In Italy you need to have an eye test when renewing your driving licence.
That’s good, isn’t it? And really, for a country where you take your life into your hands every time you get into a car, or step onto a road, quite surprising.
Until you hear how it works.
Obviously you have to go to the hospital, to the relevant “eye test for renewing driving licence” office, and there you have to book your appointment. There is a small fee to pa, known as “the ticket” and obviously, you can’t pay that at the hospital. That would be too easy. You have to find a tobacconist who is able to accept your payment. Not all of them do. This is quite usual in Italy, paying for things in places you would never imagine. It stems from post-war governments trying to give as many people the chance to work as possible, rather like in Spain, where for many years all tobacconists were run by war widows. A noble experiment, but one which in the 21st century serves only to frustrate the hapless civilian who just wants to get things done NOW. You know, in the one place. Or heaven forbid, online…..
So here’s what happens once you’ve paid your “ticket”.
My friend went to her eye appointment and found herself in the hospital optician’s room along with other drivers needing licence renewals.

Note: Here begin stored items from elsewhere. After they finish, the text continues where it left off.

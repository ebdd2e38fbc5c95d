//! Reqwest-backed OpenWeather source adapter.
//!
//! This adapter owns transport details only: query construction, timeout,
//! redacted request logging, status mapping and JSON decoding into snapshots.

use async_trait::async_trait;
use reqwest::{Client, StatusCode, Url};
use serde::de::DeserializeOwned;
use thiserror::Error;
use tracing::{debug, error, warn};
use url::form_urlencoded;

use super::config::{ApiKey, OpenWeatherConfig, REDACTED};
use super::dto::ErrorEnvelopeDto;
use crate::domain::ports::{WeatherSource, WeatherSourceError};
use crate::domain::{City, ForecastSnapshot, WeatherSnapshot};

const UNITS: &str = "metric";
const API_KEY_PARAM: &str = "appid";

/// Failures building the adapter.
#[derive(Debug, Error)]
pub enum OpenWeatherClientError {
    #[error("failed to build HTTP client: {0}")]
    Client(#[from] reqwest::Error),
    #[error("OpenWeather base URL cannot carry path segments: {0}")]
    InvalidBaseUrl(Url),
}

/// OpenWeather source adapter issuing one GET per lookup.
pub struct OpenWeatherHttpSource {
    client: Client,
    weather_url: Url,
    forecast_url: Url,
    api_key: ApiKey,
}

impl OpenWeatherHttpSource {
    /// Build an adapter using a reqwest client with an explicit request timeout.
    ///
    /// # Errors
    ///
    /// Returns an error when the reqwest client cannot be constructed or the
    /// base URL cannot be extended with `/weather` and `/forecast`.
    pub fn new(config: OpenWeatherConfig) -> Result<Self, OpenWeatherClientError> {
        let OpenWeatherConfig {
            base_url,
            api_key,
            request_timeout,
        } = config;
        let client = Client::builder().timeout(request_timeout).build()?;
        Ok(Self {
            client,
            weather_url: endpoint(&base_url, "weather")?,
            forecast_url: endpoint(&base_url, "forecast")?,
            api_key,
        })
    }

    async fn fetch<T: DeserializeOwned>(
        &self,
        url: &Url,
        city: &City,
    ) -> Result<T, WeatherSourceError> {
        let params = [
            ("q", city.as_str()),
            (API_KEY_PARAM, self.api_key.expose()),
            ("units", UNITS),
        ];
        debug!(url = %url, query = %redacted_query(&params), "requesting OpenWeather");

        let response = self
            .client
            .get(url.clone())
            .query(&params)
            .send()
            .await
            .map_err(|err| map_transport_error(city, &err))?;

        let status = response.status();
        let body = response
            .bytes()
            .await
            .map_err(|err| map_transport_error(city, &err))?;
        if !status.is_success() {
            return Err(map_status_error(city, status, body.as_ref()));
        }

        serde_json::from_slice(body.as_ref()).map_err(|err| {
            error!(city = %city, error = %err, "OpenWeather returned an undecodable body");
            WeatherSourceError::transport_failure(format!("invalid OpenWeather payload: {err}"))
        })
    }
}

#[async_trait]
impl WeatherSource for OpenWeatherHttpSource {
    async fn fetch_current(&self, city: &City) -> Result<WeatherSnapshot, WeatherSourceError> {
        self.fetch(&self.weather_url, city).await
    }

    async fn fetch_forecast(&self, city: &City) -> Result<ForecastSnapshot, WeatherSourceError> {
        self.fetch(&self.forecast_url, city).await
    }
}

fn endpoint(base: &Url, segment: &str) -> Result<Url, OpenWeatherClientError> {
    let mut url = base.clone();
    url.path_segments_mut()
        .map_err(|()| OpenWeatherClientError::InvalidBaseUrl(base.clone()))?
        .pop_if_empty()
        .push(segment);
    Ok(url)
}

/// Render query parameters for logging with the API key masked.
///
/// # Examples
/// ```
/// use weather_gateway::outbound::openweather::redacted_query;
///
/// let rendered = redacted_query(&[("q", "Paris"), ("appid", "secret"), ("units", "metric")]);
/// assert_eq!(rendered, "q=Paris&appid=******&units=metric");
/// ```
pub fn redacted_query(params: &[(&str, &str)]) -> String {
    let mut serializer = form_urlencoded::Serializer::new(String::new());
    for &(name, value) in params {
        let value = if name == API_KEY_PARAM { REDACTED } else { value };
        serializer.append_pair(name, value);
    }
    serializer.finish()
}

fn map_transport_error(city: &City, err: &reqwest::Error) -> WeatherSourceError {
    error!(city = %city, error = %err, timeout = err.is_timeout(), "OpenWeather request failed");
    WeatherSourceError::transport_failure(err.to_string())
}

fn map_status_error(city: &City, status: StatusCode, body: &[u8]) -> WeatherSourceError {
    let code = status.as_u16();
    if status == StatusCode::NOT_FOUND {
        warn!(city = %city, "OpenWeather does not know city");
        return WeatherSourceError::not_found(city.as_str());
    }
    if status.is_server_error() {
        let detail = format!("status {code}: {}", body_preview(body));
        error!(city = %city, status = code, detail = %detail, "OpenWeather unavailable");
        return WeatherSourceError::upstream_unavailable(detail);
    }

    let message = ErrorEnvelopeDto::message_from(body)
        .unwrap_or_else(|| format!("Request failed with status code {code}"));
    warn!(city = %city, status = code, message = %message, "OpenWeather rejected request");
    WeatherSourceError::upstream_rejected(code, message)
}

fn body_preview(body: &[u8]) -> String {
    const PREVIEW_CHAR_LIMIT: usize = 160;

    let compact = String::from_utf8_lossy(body)
        .split_whitespace()
        .collect::<Vec<_>>()
        .join(" ");
    let preview = compact.chars().take(PREVIEW_CHAR_LIMIT).collect::<String>();
    if compact.chars().count() > PREVIEW_CHAR_LIMIT {
        format!("{preview}...")
    } else {
        preview
    }
}

#[cfg(test)]
#[path = "http_source_tests.rs"]
mod tests;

None of your hi tech optician’s equipment of the sort seen in Specsavers, oh no. Just a poster on a wall with ever decreasing in size black letters. Which everyone in the room sat and studied while the first to arrive stood behind a gaffer taped line on the floor and was told to cover up one eye. Which was a bit awkward, what with him being on his mobile throughout. He sort of wafted the mobile in the vague direction of the eye he was supposed to have covered up. The doctor didn’t seem unduly bothered.
My friend was absolved even of doing the test, as when she produced her glasses, the optician said there would be no need to test her eyes, as she had clearly already had them tested elsewhere. She waited for the doctor to produce the tablet interface for the requisite “digital signature” (the type the postman makes you use these days when he brings you a parcel) The doctor produced a piece of paper and drew 2 lines on it.
“Sign between the 2 lines”
” Erm, That’s not a digital signature?”
“It will be!”
And our doctor scanned the signature onto his computer to, indeed, render it digital. He used a scanner/printer of the type many of us have at home. Using his initiative you see.
To give her her own copy of the relevant document entailed my friend signing a form, which was scanned, and saved onto the computer, and then printed from a second printer also attached to his computer via usb. Seeing my friend looking bemused at the quantity of hardware needed for a simple document, the doctor asked her if she wanted to know why he was unable to print the document from the same machine that he had scanned the original with. But of course! The scanner/printer had no ink! And the poor doctor was unable to get any for it until the relevant and appropriate “public competition” had been held. In short, the Regional Health Department would have to publish, in many and varied places, and for a clearly stipulated length of time, and in accordance with so many laws and by-laws and rules and regulations that they take up approximately 8 pages of A4 every time anything, anywhere in Italy is put out to tender, an advert to find an ink cartridge supplier for its printers. You can only imagine how many weeks are wasted every time this happens. When someone could have nipped to Tesco to buy one. A cheaper one. Or logged on to Amazon. For a cheaper one still. But that’s not how things work here.
I have done many European Union funded afternoon projects in schools (the organization and implementation of which deserves, and will get, it’s own blog post) and at each one, all the students are presented with lovely folders, and pens, and rubbers. All purchased, with European money (ie yours) from a government, or regional government approved supplier. You can see the loophole here can’t you? That one that’s big enough for an elephant to get through? The supplier, and the region, and the school, and the parents, and you and I, well, we all know that it’s not our money buying that pencil at 25 times as much as a pencil would cost on Amazon, so who cares? It’s all been done completely above board, the supplier won the contract fair and square, so no-one can complain.
The Italian Health Service, when it works, is magnificent. I have a GP who I can call, 24/7, on her mobile. My one and only prescription, for migraine tablets, costs me about a quarter of what it would cost me in the UK. I can go to the local pharmacy to have my blood pressure taken and book a mammogram.
But if I want a photocopy of the document I’ve just had to renew, or a new pencil for my students, then the wheels and cogs are not just moving slowly, they are moving prehistorically. And sideways.